=== What to work on ===
Please retype, unchanged, each line from the top of the material below through the line where "use std::sync::Arc;" appears.

=== Data provided ===
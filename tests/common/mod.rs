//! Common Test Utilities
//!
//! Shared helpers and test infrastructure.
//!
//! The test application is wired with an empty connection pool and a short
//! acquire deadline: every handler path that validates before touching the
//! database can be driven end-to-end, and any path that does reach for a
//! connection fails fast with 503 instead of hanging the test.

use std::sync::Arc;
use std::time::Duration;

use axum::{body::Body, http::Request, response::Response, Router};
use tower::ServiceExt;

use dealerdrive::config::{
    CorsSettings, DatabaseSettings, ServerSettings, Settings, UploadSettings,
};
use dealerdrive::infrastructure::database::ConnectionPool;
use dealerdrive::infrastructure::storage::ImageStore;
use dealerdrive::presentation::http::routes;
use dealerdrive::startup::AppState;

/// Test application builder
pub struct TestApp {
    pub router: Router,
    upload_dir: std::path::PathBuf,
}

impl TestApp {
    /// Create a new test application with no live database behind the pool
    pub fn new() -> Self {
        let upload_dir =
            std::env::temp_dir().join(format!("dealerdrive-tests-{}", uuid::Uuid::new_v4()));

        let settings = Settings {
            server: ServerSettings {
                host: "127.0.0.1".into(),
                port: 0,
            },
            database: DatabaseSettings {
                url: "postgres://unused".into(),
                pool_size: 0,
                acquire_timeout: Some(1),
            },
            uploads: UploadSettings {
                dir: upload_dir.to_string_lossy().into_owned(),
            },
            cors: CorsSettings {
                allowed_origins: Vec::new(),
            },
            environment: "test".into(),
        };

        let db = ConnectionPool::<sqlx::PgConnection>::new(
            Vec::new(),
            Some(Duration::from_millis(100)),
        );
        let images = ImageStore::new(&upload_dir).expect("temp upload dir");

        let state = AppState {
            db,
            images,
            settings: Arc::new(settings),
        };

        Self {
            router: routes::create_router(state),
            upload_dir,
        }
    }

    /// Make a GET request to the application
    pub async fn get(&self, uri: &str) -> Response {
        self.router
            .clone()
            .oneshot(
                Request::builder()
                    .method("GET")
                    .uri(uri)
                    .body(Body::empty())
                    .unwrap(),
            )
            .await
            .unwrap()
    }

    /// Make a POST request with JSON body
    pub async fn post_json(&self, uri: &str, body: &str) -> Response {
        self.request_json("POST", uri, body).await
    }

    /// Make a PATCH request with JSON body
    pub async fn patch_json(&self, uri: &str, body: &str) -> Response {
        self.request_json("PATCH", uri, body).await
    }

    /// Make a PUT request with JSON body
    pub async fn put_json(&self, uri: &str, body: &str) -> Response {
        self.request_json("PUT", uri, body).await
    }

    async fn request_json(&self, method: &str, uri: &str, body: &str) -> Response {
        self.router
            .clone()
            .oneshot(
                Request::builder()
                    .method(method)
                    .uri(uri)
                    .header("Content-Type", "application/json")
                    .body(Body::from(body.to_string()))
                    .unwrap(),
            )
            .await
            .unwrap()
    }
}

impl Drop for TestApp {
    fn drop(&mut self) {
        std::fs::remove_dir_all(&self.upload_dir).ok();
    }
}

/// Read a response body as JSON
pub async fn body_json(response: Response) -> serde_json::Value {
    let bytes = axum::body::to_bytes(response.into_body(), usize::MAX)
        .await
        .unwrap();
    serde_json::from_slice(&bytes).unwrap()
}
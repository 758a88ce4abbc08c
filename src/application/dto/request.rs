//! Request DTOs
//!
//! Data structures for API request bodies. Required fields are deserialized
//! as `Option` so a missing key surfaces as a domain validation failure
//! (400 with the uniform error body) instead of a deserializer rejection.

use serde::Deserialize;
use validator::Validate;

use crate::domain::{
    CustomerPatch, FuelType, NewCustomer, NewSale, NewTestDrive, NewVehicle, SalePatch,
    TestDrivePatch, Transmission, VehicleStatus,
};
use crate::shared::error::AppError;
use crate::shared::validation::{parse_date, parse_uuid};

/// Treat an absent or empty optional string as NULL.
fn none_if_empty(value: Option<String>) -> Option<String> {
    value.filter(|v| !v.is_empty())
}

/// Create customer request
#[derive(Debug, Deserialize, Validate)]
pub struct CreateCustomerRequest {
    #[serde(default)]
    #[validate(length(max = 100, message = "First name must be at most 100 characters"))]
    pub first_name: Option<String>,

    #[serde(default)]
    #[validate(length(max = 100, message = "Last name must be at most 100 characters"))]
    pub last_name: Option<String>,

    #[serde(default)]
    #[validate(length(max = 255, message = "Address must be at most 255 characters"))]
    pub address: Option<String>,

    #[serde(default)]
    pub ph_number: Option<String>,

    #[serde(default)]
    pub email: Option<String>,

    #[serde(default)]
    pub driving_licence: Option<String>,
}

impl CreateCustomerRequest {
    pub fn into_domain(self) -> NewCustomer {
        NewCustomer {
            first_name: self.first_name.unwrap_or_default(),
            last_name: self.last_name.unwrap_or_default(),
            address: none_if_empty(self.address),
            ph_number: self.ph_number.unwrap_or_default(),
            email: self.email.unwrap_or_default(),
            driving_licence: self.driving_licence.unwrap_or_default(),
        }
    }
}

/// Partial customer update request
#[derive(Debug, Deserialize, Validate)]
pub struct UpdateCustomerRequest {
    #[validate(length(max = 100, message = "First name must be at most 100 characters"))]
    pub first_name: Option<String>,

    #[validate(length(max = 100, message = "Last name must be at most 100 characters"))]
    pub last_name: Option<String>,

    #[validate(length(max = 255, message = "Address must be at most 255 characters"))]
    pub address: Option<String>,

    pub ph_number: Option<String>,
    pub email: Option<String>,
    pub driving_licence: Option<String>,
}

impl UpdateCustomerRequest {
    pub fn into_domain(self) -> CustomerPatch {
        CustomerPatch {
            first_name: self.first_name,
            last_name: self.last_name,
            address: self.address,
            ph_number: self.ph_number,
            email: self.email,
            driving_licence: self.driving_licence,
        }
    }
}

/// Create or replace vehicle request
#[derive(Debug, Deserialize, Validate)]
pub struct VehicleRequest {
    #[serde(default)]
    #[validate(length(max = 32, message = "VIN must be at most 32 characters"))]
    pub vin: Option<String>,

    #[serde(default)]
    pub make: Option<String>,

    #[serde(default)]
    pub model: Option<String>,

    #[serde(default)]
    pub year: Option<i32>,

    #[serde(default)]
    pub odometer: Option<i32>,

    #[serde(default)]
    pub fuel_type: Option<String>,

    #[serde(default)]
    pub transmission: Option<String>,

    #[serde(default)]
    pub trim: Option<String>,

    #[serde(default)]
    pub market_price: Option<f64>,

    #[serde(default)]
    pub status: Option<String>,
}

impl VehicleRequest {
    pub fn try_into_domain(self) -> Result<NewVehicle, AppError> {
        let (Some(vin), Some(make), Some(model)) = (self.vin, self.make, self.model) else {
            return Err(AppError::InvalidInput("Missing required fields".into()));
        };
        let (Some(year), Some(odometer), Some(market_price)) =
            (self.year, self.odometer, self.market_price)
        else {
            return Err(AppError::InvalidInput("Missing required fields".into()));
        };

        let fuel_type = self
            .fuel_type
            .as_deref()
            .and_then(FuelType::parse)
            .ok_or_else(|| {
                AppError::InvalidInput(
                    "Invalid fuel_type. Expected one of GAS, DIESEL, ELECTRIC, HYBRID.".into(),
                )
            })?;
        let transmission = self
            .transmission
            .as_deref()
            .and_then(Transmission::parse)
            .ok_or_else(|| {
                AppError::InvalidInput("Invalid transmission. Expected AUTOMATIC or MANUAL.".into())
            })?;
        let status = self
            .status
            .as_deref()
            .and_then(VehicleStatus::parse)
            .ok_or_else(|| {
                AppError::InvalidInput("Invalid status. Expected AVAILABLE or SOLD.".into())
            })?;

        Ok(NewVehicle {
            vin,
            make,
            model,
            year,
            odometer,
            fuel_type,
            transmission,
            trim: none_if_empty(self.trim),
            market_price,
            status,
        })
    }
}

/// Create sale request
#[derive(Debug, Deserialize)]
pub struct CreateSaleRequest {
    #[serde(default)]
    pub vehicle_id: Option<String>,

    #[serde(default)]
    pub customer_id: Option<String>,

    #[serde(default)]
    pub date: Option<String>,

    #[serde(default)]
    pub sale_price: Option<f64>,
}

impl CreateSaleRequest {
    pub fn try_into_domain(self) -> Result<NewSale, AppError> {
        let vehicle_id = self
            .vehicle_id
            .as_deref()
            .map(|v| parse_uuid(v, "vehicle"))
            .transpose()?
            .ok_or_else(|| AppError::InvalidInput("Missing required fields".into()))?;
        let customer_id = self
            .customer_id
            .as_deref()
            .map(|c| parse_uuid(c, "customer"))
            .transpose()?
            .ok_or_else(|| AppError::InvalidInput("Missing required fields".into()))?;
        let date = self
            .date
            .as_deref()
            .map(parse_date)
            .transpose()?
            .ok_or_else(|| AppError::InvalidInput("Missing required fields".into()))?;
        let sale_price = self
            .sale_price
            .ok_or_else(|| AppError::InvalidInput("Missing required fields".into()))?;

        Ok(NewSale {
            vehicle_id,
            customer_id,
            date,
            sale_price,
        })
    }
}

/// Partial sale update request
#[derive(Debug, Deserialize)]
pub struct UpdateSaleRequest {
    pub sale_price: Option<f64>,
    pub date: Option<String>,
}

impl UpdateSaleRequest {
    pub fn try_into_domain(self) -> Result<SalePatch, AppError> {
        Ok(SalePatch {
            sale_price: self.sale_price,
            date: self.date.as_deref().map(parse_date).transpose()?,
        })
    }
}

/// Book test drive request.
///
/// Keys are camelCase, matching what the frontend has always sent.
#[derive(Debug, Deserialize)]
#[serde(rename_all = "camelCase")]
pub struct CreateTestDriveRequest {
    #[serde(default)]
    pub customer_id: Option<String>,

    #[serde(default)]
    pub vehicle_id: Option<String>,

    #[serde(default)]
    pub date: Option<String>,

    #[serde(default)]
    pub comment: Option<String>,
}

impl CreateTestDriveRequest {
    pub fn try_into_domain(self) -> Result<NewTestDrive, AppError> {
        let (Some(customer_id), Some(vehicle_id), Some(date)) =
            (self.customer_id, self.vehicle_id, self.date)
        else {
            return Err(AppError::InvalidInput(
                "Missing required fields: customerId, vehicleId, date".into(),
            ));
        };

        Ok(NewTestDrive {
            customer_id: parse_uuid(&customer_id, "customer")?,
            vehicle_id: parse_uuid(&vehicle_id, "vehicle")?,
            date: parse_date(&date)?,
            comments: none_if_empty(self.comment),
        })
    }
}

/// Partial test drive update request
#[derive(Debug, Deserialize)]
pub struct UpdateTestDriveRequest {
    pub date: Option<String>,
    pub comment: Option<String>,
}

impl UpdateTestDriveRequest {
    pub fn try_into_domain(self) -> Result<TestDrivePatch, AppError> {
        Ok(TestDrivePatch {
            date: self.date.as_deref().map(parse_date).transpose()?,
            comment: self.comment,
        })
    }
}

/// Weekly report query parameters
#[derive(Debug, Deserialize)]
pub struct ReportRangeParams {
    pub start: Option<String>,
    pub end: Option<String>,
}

=== Reply ===
filename tests/common/mod.rs
//! Common Test Utilities
//!
//! Shared helpers and test infrastructure.
//!
//! The test application is wired with an empty connection pool and a short
//! acquire deadline: every handler path that validates before touching the
//! database can be driven end-to-end, and any path that does reach for a
//! connection fails fast with 503 instead of hanging the test.

use std::sync::Arc;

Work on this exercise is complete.